Il a eu raison d’avoir foi en son projet : après 30 ans de recherches et de compilations, le philosophe et sociologue Frédéric Lenoir signe L’odyssée du sacré, une grande fresque historique de la croyance depuis l’aube des temps, complétée par une analyse de ce besoin perpétuel de quête spirituelle. Un travail que l’auteur aura l’occasion de présenter au public québécois, puisqu’il participera à des conférences à Montréal fin novembre ainsi qu’au Salon du livre.

D’emblée, le dessein de l’ouvrage présente un parallèle assumé, voire revendiqué, avec le fameux Sapiens d’Yuval Harari. Mais c’est à travers le prisme du sacré que Frédéric Lenoir retrace l’histoire de l’humanité ; une suggestion de son éditeur, qui lui avait proposé de composer un « Sapiens spirituel », ouvrant la voie à une synthèse de ses recherches sur le sujet menées depuis des années. Pavé de plus de 520 pages, L’odyssée du sacré se divise en deux parties, retraçant le cheminement et les mutations de la spiritualité à travers les siècles, puis dissertant sur la question philosophique et sociologique « Pourquoi l’être humain est-il un animal spirituel ? ».

On attaque ainsi le vif du sujet dès le premier chapitre, avec la pertinente énigme de l’apparition du sentiment du sacré chez l’Homme, directement reliée à l’opacité du « grand saut final ».

Les premières traces archéologiques dont on dispose à ce sujet est le fait que l’Homme enterre ses morts, avec des rituels funéraires.

Frédéric Lenoir

« On a vu apparaître chez Néandertal, puis chez Sapiens qui va beaucoup les développer, des pratiques symboliques montrant qu’il y a des croyances dans la possibilité d’une survie de l’âme. Par exemple, on va enterrer les morts en position fœtale, ce qui évoque l’éventualité d’une renaissance, ou la tête orientée vers l’est, ou avec des armes et de la nourriture », détaille Frédéric Lenoir.
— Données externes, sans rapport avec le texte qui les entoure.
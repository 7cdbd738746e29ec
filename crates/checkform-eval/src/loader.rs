//! JSON boundary for prediction and ground-truth files
//!
//! Both file kinds share one shape: a top-level `"checkboxes"` key mapping
//! to an array of `{section, label, is_checked}` objects. Reading is strict;
//! a missing key or a mistyped field is rejected with the field named,
//! never coerced.

use crate::error::EvalError;
use checkform_domain::CheckboxRecord;
use serde_json::{json, Value};
use std::fs;
use std::path::Path;
use tracing::debug;

/// Parse a checkbox file body into records
pub fn parse_records(json_text: &str) -> Result<Vec<CheckboxRecord>, EvalError> {
    let value: Value = serde_json::from_str(json_text)?;
    let object = value.as_object().ok_or(EvalError::NotAnObject)?;
    let checkboxes = object
        .get("checkboxes")
        .ok_or(EvalError::MissingCheckboxes)?;
    let array = checkboxes.as_array().ok_or(EvalError::CheckboxesNotArray)?;

    let records = array
        .iter()
        .enumerate()
        .map(|(index, entry)| parse_record(index, entry))
        .collect::<Result<Vec<_>, _>>()?;

    debug!(count = records.len(), "parsed checkbox records");
    Ok(records)
}

/// Load records from a file on disk
pub fn load_records(path: &Path) -> Result<Vec<CheckboxRecord>, EvalError> {
    let contents = fs::read_to_string(path)?;
    parse_records(&contents)
}

/// Serialize records into the canonical file shape
pub fn records_to_json(records: &[CheckboxRecord]) -> Result<String, EvalError> {
    let entries: Vec<Value> = records
        .iter()
        .map(|r| {
            json!({
                "section": r.section,
                "label": r.label,
                "is_checked": r.is_checked,
            })
        })
        .collect();

    Ok(serde_json::to_string_pretty(&json!({ "checkboxes": entries }))?)
}

/// Write records to a file on disk in the canonical shape
pub fn write_records(path: &Path, records: &[CheckboxRecord]) -> Result<(), EvalError> {
    fs::write(path, records_to_json(records)?)?;
    Ok(())
}

fn parse_record(index: usize, entry: &Value) -> Result<CheckboxRecord, EvalError> {
    let object = entry.as_object().ok_or(EvalError::InvalidField {
        index,
        field: "checkbox",
        expected: "object",
    })?;

    let section = object
        .get("section")
        .and_then(Value::as_str)
        .ok_or(EvalError::InvalidField {
            index,
            field: "section",
            expected: "string",
        })?;

    let label = object
        .get("label")
        .and_then(Value::as_str)
        .ok_or(EvalError::InvalidField {
            index,
            field: "label",
            expected: "string",
        })?;

    let is_checked = object
        .get("is_checked")
        .and_then(Value::as_bool)
        .ok_or(EvalError::InvalidField {
            index,
            field: "is_checked",
            expected: "boolean",
        })?;

    Ok(CheckboxRecord::new(section, label, is_checked))
}
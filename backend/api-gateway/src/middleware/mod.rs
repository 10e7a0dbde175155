pub mod csrf;
pub mod session;

pub use csrf::CsrfMiddleware;
pub use session::{AuthenticatedUser, SessionMiddleware, SessionToken, SessionValidator};
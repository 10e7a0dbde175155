use sqlx::PgPool;
use uuid::Uuid;

use super::events::prefixed_columns;
use crate::models::Event;

pub struct FavoriteRepository {
    pool: PgPool,
}

impl FavoriteRepository {
    pub fn new(pool: PgPool) -> Self {
        Self { pool }
    }

    /// Returns true if a new favorite was recorded
    pub async fn insert(&self, user_id: Uuid, event_id: Uuid) -> Result<bool, sqlx::Error> {
        let inserted = sqlx::query_scalar::<_, bool>(
            r#"
            INSERT INTO favorite_events (user_id, event_id, created_at)
            VALUES ($1, $2, NOW())
            ON CONFLICT (user_id, event_id) DO NOTHING
            RETURNING TRUE
            "#,
        )
        .bind(user_id)
        .bind(event_id)
        .fetch_optional(&self.pool)
        .await?;

        Ok(inserted.is_some())
    }

    pub async fn delete(&self, user_id: Uuid, event_id: Uuid) -> Result<bool, sqlx::Error> {
        let affected =
            sqlx::query("DELETE FROM favorite_events WHERE user_id = $1 AND event_id = $2")
                .bind(user_id)
                .bind(event_id)
                .execute(&self.pool)
                .await?
                .rows_affected();

        Ok(affected > 0)
    }

    /// Favorites of `user_id`, most recently added first
    pub async fn list(&self, user_id: Uuid, limit: i64, offset: i64) -> Result<Vec<Event>, sqlx::Error> {
        let query = format!(
            r#"
            SELECT {cols}
            FROM favorite_events f
            JOIN events e ON e.id = f.event_id
            WHERE f.user_id = $1
            ORDER BY f.created_at DESC, e.id
            LIMIT $2 OFFSET $3
            "#,
            cols = prefixed_columns("e")
        );
        sqlx::query_as::<_, Event>(&query)
            .bind(user_id)
            .bind(limit)
            .bind(offset)
            .fetch_all(&self.pool)
            .await
    }
}
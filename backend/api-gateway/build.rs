fn main() -> Result<(), Box<dyn std::error::Error>> {
    // The gateway only calls backend services
    tonic_build::configure()
        .build_server(false)
        .build_client(true)
        // Response messages are returned to HTTP clients as JSON
        .type_attribute(".", "#[derive(serde::Serialize)]")
        // Profiles of other users are returned without an email
        .field_attribute(
            ".eventhub.user_service.v1.UserProfile.email",
            "#[serde(skip_serializing_if = \"String::is_empty\")]",
        )
        .compile_protos(
            &[
                "../proto/services/auth_service.proto",
                "../proto/services/user_service.proto",
                "../proto/services/event_service.proto",
                "../proto/services/image_service.proto",
                "../proto/services/csat_service.proto",
            ],
            &["../proto/services"],
        )?;
    Ok(())
}
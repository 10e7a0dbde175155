//! HTTP error response handling
//!
//! The gateway only ever sees gRPC statuses from downstream services, so the
//! mapping here is keyed on `tonic::Code`.

use serde::{Deserialize, Serialize};
use tonic::Code;

/// Standard HTTP error response format
#[derive(Debug, Serialize, Deserialize)]
pub struct HttpErrorResponse {
    /// HTTP status code
    pub status: u16,

    /// Error code for client handling
    pub code: String,

    /// Human-readable error message
    pub message: String,

    /// Timestamp of the error
    pub timestamp: chrono::DateTime<chrono::Utc>,
}

impl HttpErrorResponse {
    pub fn new(status: u16, code: impl Into<String>, message: impl Into<String>) -> Self {
        Self {
            status,
            code: code.into(),
            message: message.into(),
            timestamp: chrono::Utc::now(),
        }
    }

    /// Build the response body for a downstream gRPC status
    pub fn from_status(status: &tonic::Status) -> Self {
        let http_status = http_status_for(status.code());
        let message = if http_status >= 500 {
            // Internal details stay in the logs
            "internal server error".to_string()
        } else {
            status.message().to_string()
        };
        Self::new(http_status, error_code_for(status.code()), message)
    }
}

/// HTTP status for a gRPC status code
pub fn http_status_for(code: Code) -> u16 {
    match code {
        Code::Ok => 200,
        Code::InvalidArgument | Code::OutOfRange | Code::FailedPrecondition => 400,
        Code::Unauthenticated => 401,
        Code::PermissionDenied => 403,
        Code::NotFound => 404,
        Code::AlreadyExists | Code::Aborted => 409,
        Code::ResourceExhausted => 429,
        Code::Unavailable => 503,
        Code::DeadlineExceeded => 504,
        _ => 500,
    }
}

/// Stable machine-readable error code for a gRPC status code
pub fn error_code_for(code: Code) -> &'static str {
    match code {
        Code::InvalidArgument | Code::OutOfRange | Code::FailedPrecondition => "INVALID_INPUT",
        Code::Unauthenticated => "UNAUTHENTICATED",
        Code::PermissionDenied => "FORBIDDEN",
        Code::NotFound => "NOT_FOUND",
        Code::AlreadyExists | Code::Aborted => "CONFLICT",
        Code::ResourceExhausted => "RATE_LIMITED",
        Code::Unavailable => "SERVICE_UNAVAILABLE",
        Code::DeadlineExceeded => "TIMEOUT",
        _ => "INTERNAL_ERROR",
    }
}

#[cfg(test)]
mod tests {
    use super::*;

    #[test]
    fn test_taxonomy_status_codes() {
        assert_eq!(http_status_for(Code::NotFound), 404);
        assert_eq!(http_status_for(Code::AlreadyExists), 409);
        assert_eq!(http_status_for(Code::Unauthenticated), 401);
        assert_eq!(http_status_for(Code::PermissionDenied), 403);
        assert_eq!(http_status_for(Code::InvalidArgument), 400);
        assert_eq!(http_status_for(Code::Internal), 500);
        assert_eq!(http_status_for(Code::Unknown), 500);
        assert_eq!(http_status_for(Code::Unavailable), 503);
    }

    #[test]
    fn test_internal_message_is_masked() {
        let body = HttpErrorResponse::from_status(&tonic::Status::internal(
            "duplicate key value violates unique constraint",
        ));
        assert_eq!(body.status, 500);
        assert_eq!(body.code, "INTERNAL_ERROR");
        assert_eq!(body.message, "internal server error");
    }

    #[test]
    fn test_client_message_is_kept() {
        let body = HttpErrorResponse::from_status(&tonic::Status::already_exists(
            "username already taken",
        ));
        assert_eq!(body.status, 409);
        assert_eq!(body.code, "CONFLICT");
        assert_eq!(body.message, "username already taken");

        let json = serde_json::to_value(&body).unwrap();
        assert_eq!(json["code"], "CONFLICT");
        assert!(json["timestamp"].is_string());
    }
}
L’essai traverse ensuite étapes et époques, explorant les religions antiques, puis la révolution spirituelle des religions universalistes et des courants philosophiques (entre 800 et 200 avant notre ère), après un détour par les notions de magie et de sorcellerie, l’essor des grands courants monothéistes, l’impact des Lumières, avant d’arriver au segment contemporain. Quel serait donc l’état des lieux ? L’auteur dit noter une dissociation du spirituel et du religieux dans le monde occidental, un refus de la gestion du sacré par des organisations collectives et une perte de confiance envers celles-ci.

« Mais cela n’empêche absolument pas de continuer à se poser des questions spirituelles, à expérimenter le sacré, à s’interroger sur le sens de sa vie. L’évènement contemporain, c’est donc cette distanciation qui fait qu’il y a de plus en plus d’individus qui sont spirituels et non religieux, voire athées, mais aussi des individus qui sont religieux sans être spirituels, c’est-à-dire pour qui la religion est juste une identité collective, et on le voit de façon un peu tragique aujourd’hui », avance-t-il.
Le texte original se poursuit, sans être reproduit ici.